With the help of some 40,000 volunteers, the World Health Organization (WHO), the UN Children’s Fund (UNICEF), non-governmental organizations (NGOs) and the Sudanese Health Ministry plan to vaccinate 5.9 million children – or every child under the age of five – across Africa’s largest country. Two further doses of the polio vaccine will then be administered at six-week intervals in February and April.

The series of national immunization days have been introduced because WHO figures show that Sudan had 105 identified cases of polio last year, the third-highest in the world after Nigeria and India. Cases were reported in 17 of Sudan’s 26 states, and 40 were discovered in Khartoum alone.

Mr. Pronk said the problem was particularly urgent because so many Sudanese have moved around their country in recent years, making it difficult for health workers to determine exactly who has and who has not been vaccinated. The country’s current winter means the polio virus is also less active now that it will be during the hotter months.

WHO’s Representative in Sudan, Salah El-Haithami, told the same press conference that the recent reporting in Saudi Arabia of a confirmed polio infection in a Sudanese child living there showed how rapidly the virus can spread.

Sudan’s recent outbreak began in May last year when the nation’s first cases were reported in more than three years. The outbreak was traced to northern Nigeria, where vaccinations were suspended in mid-2003 amid concerns from local religious leaders about the safety of the oral vaccine. Those concerns were proven to be baseless and the vaccinations have resumed there. But polio infections have now been reported in at least 13 countries in the region.

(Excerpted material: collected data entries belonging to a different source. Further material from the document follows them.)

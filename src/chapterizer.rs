use crate::message::Message;
use crate::timestamp::is_epoch_zero;
use chrono::{DateTime, Utc};
use serde::{Deserialize, Serialize};
use std::ops::Range;

#[derive(Debug, Clone, Copy, PartialEq, Eq, Serialize, Deserialize, Default)]
#[serde(rename_all = "snake_case")]
pub enum ChapterMode {
    None,
    #[default]
    Count,
    Time,
    Both,
}

#[derive(Debug, Clone, Copy)]
pub struct ChapterSettings {
    pub mode: ChapterMode,
    pub messages_per_chapter: usize,
    pub time_gap_hours: f64,
}

impl Default for ChapterSettings {
    fn default() -> Self {
        ChapterSettings {
            mode: ChapterMode::Count,
            messages_per_chapter: 100,
            time_gap_hours: 6.0,
        }
    }
}

/// A contiguous group of messages. `index` is positional and reassigned on
/// every rebuild; anything stored externally must resolve through a
/// contained message's `sequence_index` instead.
#[derive(Debug, Clone)]
pub struct Chapter {
    pub index: usize,
    pub title: String,
    /// Indices into the session's message vector (identical to the
    /// messages' sequence indices).
    pub range: Range<usize>,
    pub start_time: Option<DateTime<Utc>>,
    pub end_time: Option<DateTime<Utc>>,
}

impl Chapter {
    pub fn contains_sequence_index(&self, sequence_index: usize) -> bool {
        self.range.contains(&sequence_index)
    }

    pub fn messages<'a>(&self, messages: &'a [Message]) -> &'a [Message] {
        &messages[self.range.clone()]
    }
}

/// Groups an ordered message sequence into chapters. Every mode covers the
/// input exactly once, in order.
pub fn chapterize(messages: &[Message], settings: &ChapterSettings) -> Vec<Chapter> {
    if messages.is_empty() {
        return Vec::new();
    }

    let boundaries = match settings.mode {
        ChapterMode::None => vec![0],
        ChapterMode::Count => count_boundaries(messages.len(), settings.messages_per_chapter),
        ChapterMode::Time => time_boundaries(messages, settings.time_gap_hours),
        ChapterMode::Both => both_boundaries(
            messages,
            settings.messages_per_chapter,
            settings.time_gap_hours,
        ),
    };

    build_chapters(messages, &boundaries)
}

fn count_boundaries(len: usize, per_chapter: usize) -> Vec<usize> {
    let per_chapter = per_chapter.max(1);
    (0..len).step_by(per_chapter).collect()
}

/// A boundary goes immediately before any message whose gap since the
/// previous message exceeds the threshold. The first message never creates
/// one. An unparseable timestamp normalized to epoch zero never triggers a
/// gap itself, but the following message may see an enormous one; this is
/// inherited behavior.
fn time_boundaries(messages: &[Message], gap_hours: f64) -> Vec<usize> {
    let mut boundaries = vec![0];
    for i in 1..messages.len() {
        if gap_exceeded(&messages[i - 1], &messages[i], gap_hours) {
            boundaries.push(i);
        }
    }
    boundaries
}

/// A boundary triggers on whichever condition fires first; both counters
/// reset together at each boundary.
fn both_boundaries(messages: &[Message], per_chapter: usize, gap_hours: f64) -> Vec<usize> {
    let per_chapter = per_chapter.max(1);
    let mut boundaries = vec![0];
    let mut chapter_start = 0;
    for i in 1..messages.len() {
        if i - chapter_start >= per_chapter || gap_exceeded(&messages[i - 1], &messages[i], gap_hours)
        {
            boundaries.push(i);
            chapter_start = i;
        }
    }
    boundaries
}

fn gap_exceeded(prev: &Message, next: &Message, gap_hours: f64) -> bool {
    let gap_seconds = (next.send_timestamp - prev.send_timestamp).num_seconds();
    gap_seconds as f64 > gap_hours * 3600.0
}

fn build_chapters(messages: &[Message], boundaries: &[usize]) -> Vec<Chapter> {
    let mut chapters = Vec::with_capacity(boundaries.len());
    for (index, &start) in boundaries.iter().enumerate() {
        let end = boundaries
            .get(index + 1)
            .copied()
            .unwrap_or(messages.len());
        let first = &messages[start];
        let last = &messages[end - 1];
        chapters.push(Chapter {
            index,
            title: format!("Chapter {}", index + 1),
            range: start..end,
            start_time: timestamp_if_known(&first.send_timestamp),
            end_time: timestamp_if_known(&last.send_timestamp),
        });
    }
    chapters
}

fn timestamp_if_known(ts: &DateTime<Utc>) -> Option<DateTime<Utc>> {
    if is_epoch_zero(ts) { None } else { Some(*ts) }
}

Meanwhile, the UN Advance Mission in Sudan (UNAMIS) reported fresh indications of fighting yesterday in Darfur between Sudanese Government forces and members of the Sudan Liberation Army (SLA), one of the rebel groups. Government helicopter gunships are reported to have fired rockets at Sayah, a stronghold of the SLA in North Darfur state. The number of casualties is unclear. Armed bandits are also reported to have attacked commercial buses and trucks across all three of Darfur’s state and looted passengers of cattle and personal belongings.